Finally, to improve load balance, the gridding task is partitioned evenly between the GPU and CPU. A bin depth is determined that achieves the optimal balance between CPU and GPU execution, and all of the elements that exceed this bin depth are offloaded to the CPU when performing binning. Since kernel execution on the GPU is asynchronous to the CPU, the optimal bin depth is defined as that which results in equal execution time on the GPU and CPU. Figure 3 compares regular binning, compact binning and the execution model for the partitioned compact bins.

4. Experimental results and discussions

This work uses the NVIDIA Tesla M2070 GPU as the hardware target for its advanced MRI reconstruction study. The Tesla M2070 is an example of a Fermi based graphics card, which consists of 448 CUDA cores, with groups of 32 CUDA cores being organized into 14 Stream Multiprocessors (SM). Running at 1.15 GHz, the Tesla M2050 GPU coprocessor is rated at 1288 GFLOPS of peak theoretical performance (single precision).

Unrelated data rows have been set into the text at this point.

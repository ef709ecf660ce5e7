//! The `studyloop quiz` command.

use std::path::PathBuf;
use std::sync::Arc;

use anyhow::Result;

use studyloop_client::load_config_from;
use studyloop_core::quiz::{QuizLoader, QuizSource};

pub async fn execute(topic: Option<String>, config_path: Option<PathBuf>) -> Result<()> {
    let config = load_config_from(config_path.as_deref())?;

    let source = match topic {
        Some(topic) => QuizSource::Fresh { topic },
        None => QuizSource::Regenerated,
    };

    let loader = QuizLoader::new(Arc::new(config.client()?), Arc::new(config.handoff_store()));
    let quiz = loader.load(source).await?;

    eprintln!("Loaded {} quiz", quiz.source);
    println!("{}", quiz.title);
    println!("{}", serde_json::to_string_pretty(&quiz.payload)?);

    Ok(())
}
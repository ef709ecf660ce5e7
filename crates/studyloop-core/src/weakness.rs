//! The weak-concept remediation model for one graded attempt.

use std::path::Path;

use anyhow::{Context, Result};
use serde::{Deserialize, Serialize};

use crate::model::{ConceptAnalysis, TopicInfo};
use crate::traits::RetestRequest;

/// What the remediation screen should show.
#[derive(Debug, Clone, Copy, PartialEq, Eq)]
pub enum WeaknessState {
    /// No weak concepts came back, e.g. after a perfect score.
    NothingToRemediate,
    /// At least one concept needs remediation.
    NeedsRemediation { count: usize },
}

/// The weak concepts found in one graded attempt, plus the topic it was on.
///
/// Serializes as `{ "topic": ..., "analyses": [...] }`, which is also the
/// on-disk analysis file format.
#[derive(Debug, Clone, PartialEq, Serialize, Deserialize)]
pub struct WeaknessAnalysis {
    #[serde(flatten)]
    topic: TopicInfo,
    #[serde(default)]
    analyses: Vec<ConceptAnalysis>,
}

impl WeaknessAnalysis {
    pub fn new(topic: TopicInfo, analyses: Vec<ConceptAnalysis>) -> Self {
        Self { topic, analyses }
    }

    pub fn topic(&self) -> &TopicInfo {
        &self.topic
    }

    pub fn analyses(&self) -> &[ConceptAnalysis] {
        &self.analyses
    }

    /// Names of every held concept, in order, duplicates included.
    pub fn weak_concept_names(&self) -> Vec<String> {
        self.analyses
            .iter()
            .map(|a| a.concept_name.clone())
            .collect()
    }

    pub fn state(&self) -> WeaknessState {
        if self.analyses.is_empty() {
            WeaknessState::NothingToRemediate
        } else {
            WeaknessState::NeedsRemediation {
                count: self.analyses.len(),
            }
        }
    }

    /// The generation request for a retest on these concepts.
    pub fn retest_request(&self) -> RetestRequest {
        RetestRequest {
            topic: self.topic.topic.clone(),
            weak_concepts: self.weak_concept_names(),
        }
    }

    /// Save as pretty JSON.
    pub fn save_json(&self, path: &Path) -> Result<()> {
        let json = serde_json::to_string_pretty(self).context("failed to serialize analysis")?;
        if let Some(parent) = path.parent() {
            std::fs::create_dir_all(parent)?;
        }
        std::fs::write(path, json)
            .with_context(|| format!("failed to write analysis to {}", path.display()))?;
        Ok(())
    }

    /// Load from a JSON file written by [`WeaknessAnalysis::save_json`].
    pub fn load_json(path: &Path) -> Result<Self> {
        let content = std::fs::read_to_string(path)
            .with_context(|| format!("failed to read analysis from {}", path.display()))?;
        let analysis: WeaknessAnalysis =
            serde_json::from_str(&content).context("failed to parse analysis JSON")?;
        Ok(analysis)
    }
}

4.1. Diffusion Weighted Imaging as an Enabled Application

High resolution 3D diffusion weighted imaging (DWI) is a technique that requires significant computational power in order to reconstruct images. In addition to large image sizes, high resolution images also typically are acquired using multiple receiver coils, requiring parallel imaging, and using long readouts, making field inhomogeneity correction desirable. Additionally, multi-shot diffusion imaging is subject to errors from subject motion during diffusion encoding. These motion induced phase errors result in random shifts of the k-space trajectories and random offset phase in the data [40, 41]. Correcting for these errors results in k-space trajectories that are shifted for each shot and are unique to each acquisition. A stack-of-spirals 3D acquisition would normally allow for separate FFT in the slice direction prior to 2D processing of each slice. However, with the motion-induced phase errors in diffusion imaging, each shot of the stack of spirals acquisition is randomly shifted resulting in a truly 3D trajectory, requiring a 3D reconstruction. The motion-induced phase errors are estimated by collecting navigator data associated with each line of k-space through an additional echo in the acquisition, see [41] for details on the sequence, navigation, and estimation of k-space shifts from the navigator.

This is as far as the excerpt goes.